The input:
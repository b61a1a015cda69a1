use tracing::{debug, instrument, trace, warn};

use crate::{
    form::{
        Map, SectionId,
        depends::{self, DependencyGroup},
        graph::{DependencyGraph, OptionRef},
        option::FormOption,
        widget::WidgetKey,
    },
    storage::Value,
};

/// The outcome of a dependency check.
#[derive(Debug, Clone, PartialEq, Eq)]
pub struct DependencyReport {
    /// The number of passes run.
    pub passes: usize,
    /// `false` if the pass limit was reached while flags were still
    /// changing.
    pub stabilized: bool,
    /// Options that depend on each other in a loop.
    pub cycles: Vec<Vec<OptionRef>>,
}

impl Map {
    /// Recomputes which fields are active until nothing changes.
    ///
    /// Each pass visits every option of every governed record in
    /// declaration order and shows or hides its field according to its
    /// dependencies. Active options also pick up their conditional default.
    /// Passes repeat while a field changed, up to the pass limit after the
    /// first pass.
    #[instrument(skip(self), fields(config = %self.config()))]
    pub fn check_depends(&mut self) -> DependencyReport {
        let cycles = DependencyGraph::new(self).cycles();
        for cycle in &cycles {
            let options: Vec<String> = cycle.iter().map(ToString::to_string).collect();
            warn!(options = %options.join(", "), "dependency cycle");
        }

        let mut passes = 0;
        loop {
            let changed = self.dependency_pass(passes == 0);
            passes += 1;
            trace!(passes, changed, "dependency pass");

            if !changed {
                debug!(passes, "dependencies settled");
                return DependencyReport {
                    passes,
                    stabilized: true,
                    cycles,
                };
            }

            if passes > self.pass_limit() {
                warn!(passes, "dependencies did not settle within the pass limit");
                return DependencyReport {
                    passes,
                    stabilized: false,
                    cycles,
                };
            }
        }
    }

    fn dependency_pass(&mut self, first: bool) -> bool {
        let mut changed = false;

        for id in self.section_ids() {
            let records = self.cfgsections(id);
            for record in &records {
                for index in 0..self[id].options().len() {
                    let key = WidgetKey::new(id, self[id].options()[index].name(), record.as_str());
                    let mut active = self.widgets.is_active(&key);

                    let satisfied = self.is_satisfied(id, index, record, |option| option.dependencies());
                    if satisfied {
                        self.update_default_value(id, index, record, &key);
                    }

                    if active != satisfied && self.widgets.set_active(&key, satisfied) {
                        active = satisfied;
                        changed = true;
                    }

                    if first && active {
                        if let Some(widget) = self.widgets.get_mut(&key) {
                            widget.trigger_validation();
                        }
                    }
                }
            }
        }

        changed
    }

    /// Evaluates groups selected from an option against the live values of
    /// the fields they refer to.
    ///
    /// Local paths name fields of the governed record, even when the option
    /// itself reads another record.
    fn is_satisfied(
        &self,
        id: SectionId,
        index: usize,
        record: &str,
        groups: impl FnOnce(&FormOption) -> &[DependencyGroup],
    ) -> bool {
        let section = &self[id];
        let option = &section.options()[index];
        let config = option
            .config_override()
            .unwrap_or_else(|| self.section_config(id));

        depends::is_satisfied(groups(option), |path| {
            self.resolve_path(path, record, config)
                .and_then(|key| self.widgets.live_value(&key))
        })
    }

    /// Picks the conditional default of an active option.
    ///
    /// The field takes the chosen default when nothing is stored and the
    /// user has not edited it.
    fn update_default_value(&mut self, id: SectionId, index: usize, record: &str, key: &WidgetKey) {
        let entries = self[id].options()[index].conditional_defaults().len();
        if entries == 0 {
            return;
        }

        let mut fallback: Option<Value> = None;
        let mut chosen: Option<Value> = None;
        for entry in 0..entries {
            let (value, groups) = &self[id].options()[index].conditional_defaults()[entry];
            if groups.is_empty() {
                fallback = Some(value.clone());
            } else if self.is_satisfied(id, index, record, |option| {
                option.conditional_defaults()[entry].1.as_slice()
            }) {
                chosen = Some(value.clone());
                break;
            }
        }
        let chosen = chosen.or(fallback);

        let unset = self[id].options()[index].stored_value(record).is_none();
        if let (true, Some(value)) = (unset, &chosen) {
            if let Some(widget) = self.widgets.get_mut(key) {
                if !widget.is_changed() && widget.value().as_ref() != Some(value) {
                    debug!(option = %key.option, record, value = %value, "applying conditional default");
                    widget.set_default(Some(value.clone()));
                }
            }
        }

        self[id].options_mut()[index].set_effective_default(record, chosen);
    }
}

#[cfg(test)]
mod tests {
    use std::rc::Rc;

    use futures::executor::block_on;

    use super::*;
    use crate::{
        form::{OptionKind, depends::Expected},
        storage::{MemoryStore, RecordStore},
    };

    fn chain_map(hops: usize, limit: usize) -> (Map, SectionId) {
        let store = Rc::new(MemoryStore::new());
        store.add("chain", "node", Some("n"));

        let mut map = Map::new(store, "chain", "").with_pass_limit(limit);
        let id = map.typed_section("node", "");
        // Declared last-to-first so each pass settles exactly one hop.
        for hop in (1..=hops).rev() {
            map[id]
                .option(OptionKind::Value, format!("o{hop}"), "")
                .default_value("x")
                .depends(&format!("o{}", hop - 1), "x");
        }
        map[id]
            .option(OptionKind::Value, "o0", "")
            .default_value("x");
        block_on(map.load()).unwrap();
        (map, id)
    }

    #[test]
    fn ten_hop_chain_settles() {
        let (mut map, id) = chain_map(10, 10);
        map.render();

        map.widget_mut(&WidgetKey::new(id, "o0", "n"))
            .unwrap()
            .set_value(Some(Value::from("y")));
        let report = map.check_depends();

        assert!(report.stabilized);
        assert_eq!(report.passes, 11);
        assert!(!map.is_active(&WidgetKey::new(id, "o10", "n")));
    }

    #[test]
    fn longer_chain_stops_at_the_limit() {
        let (mut map, id) = chain_map(12, 10);
        map.render();

        map.widget_mut(&WidgetKey::new(id, "o0", "n"))
            .unwrap()
            .set_value(Some(Value::from("y")));
        let report = map.check_depends();

        assert!(!report.stabilized);
        assert_eq!(report.passes, 11);
        assert!(!map.is_active(&WidgetKey::new(id, "o11", "n")));
        assert!(map.is_active(&WidgetKey::new(id, "o12", "n")));
    }

    #[test]
    fn cycles_are_reported() {
        let store = Rc::new(MemoryStore::new());
        store.add("system", "system", Some("main"));
        let mut map = Map::new(store, "system", "");
        let id = map.typed_section("system", "");
        map[id].option(OptionKind::Value, "a", "").depends("b", Expected::Absent);
        map[id].option(OptionKind::Value, "b", "").depends("a", Expected::Absent);
        block_on(map.load()).unwrap();

        let report = map.render();

        assert_eq!(report.cycles.len(), 1);
        assert_eq!(report.cycles[0].len(), 2);
    }

    #[test]
    fn unrendered_references_count_as_absent() {
        let store = Rc::new(MemoryStore::new());
        store.add("network", "interface", Some("wan"));
        let mut map = Map::new(store, "network", "");
        let id = map.typed_section("interface", "");
        map[id]
            .option(OptionKind::Value, "peerdns", "")
            .depends("network.wan.missing", Expected::Absent);
        block_on(map.load()).unwrap();
        map.render();

        assert!(map.is_active(&WidgetKey::new(id, "peerdns", "wan")));
    }

    #[test]
    fn conditional_defaults_follow_dependencies() {
        let store = Rc::new(MemoryStore::new());
        store.add("network", "interface", Some("wan"));
        store.set("network", "wan", "proto", Some(Value::from("pppoe")));
        let mut map = Map::new(store, "network", "");
        let id = map.typed_section("interface", "");
        map[id].option(OptionKind::Value, "proto", "");
        map[id]
            .option(OptionKind::Value, "mtu", "")
            .default_when("1492", vec![DependencyGroup::new().when("proto", "pppoe")])
            .default_when("1500", vec![]);
        block_on(map.load()).unwrap();
        map.render();

        let mtu = WidgetKey::new(id, "mtu", "wan");
        assert_eq!(map.widget(&mtu).unwrap().value(), Some(Value::from("1492")));
        assert_eq!(
            map[id].option_named("mtu").unwrap().default_for("wan"),
            Some(Value::from("1492"))
        );

        map.widget_mut(&WidgetKey::new(id, "proto", "wan"))
            .unwrap()
            .set_value(Some(Value::from("dhcp")));
        map.check_depends();
        assert_eq!(map.widget(&mtu).unwrap().value(), Some(Value::from("1500")));

        map.widget_mut(&mtu)
            .unwrap()
            .set_value(Some(Value::from("9000")));
        map.widget_mut(&WidgetKey::new(id, "proto", "wan"))
            .unwrap()
            .set_value(Some(Value::from("pppoe")));
        map.check_depends();
        assert_eq!(map.widget(&mtu).unwrap().value(), Some(Value::from("9000")));
    }

    #[test]
    fn record_overrides_keep_local_dependencies_on_the_governed_record() {
        let store = Rc::new(MemoryStore::new());
        store.add("network", "interface", Some("wan"));
        store.add("network", "globals", Some("globals"));
        store.set("network", "wan", "proto", Some(Value::from("static")));
        store.set("network", "globals", "ula_prefix", Some(Value::from("fd00::/48")));

        let mut map = Map::new(Rc::clone(&store) as Rc<dyn RecordStore>, "network", "");
        let id = map.typed_section("interface", "");
        map[id].option(OptionKind::Value, "proto", "");
        map[id]
            .option(OptionKind::Value, "ula_prefix", "")
            .record("globals")
            .depends("proto", "static")
            .default_when("fd00::/64", vec![DependencyGroup::new().when("proto", "static")]);
        block_on(map.load()).unwrap();
        map.render();

        assert!(map.is_active(&WidgetKey::new(id, "ula_prefix", "wan")));
        assert_eq!(
            map[id].option_named("ula_prefix").unwrap().default_for("wan"),
            Some(Value::from("fd00::/64"))
        );

        block_on(map.save(None, false)).unwrap();
        assert_eq!(
            store.get("network", "globals", "ula_prefix"),
            Some(Value::from("fd00::/48"))
        );
    }
}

Activity: Check every line of the data above for the string "SectionId", and copy those that have it.

Answer space:
        Map, SectionId,
        id: SectionId,
    fn update_default_value(&mut self, id: SectionId, index: usize, record: &str, key: &WidgetKey) {
    fn chain_map(hops: usize, limit: usize) -> (Map, SectionId) {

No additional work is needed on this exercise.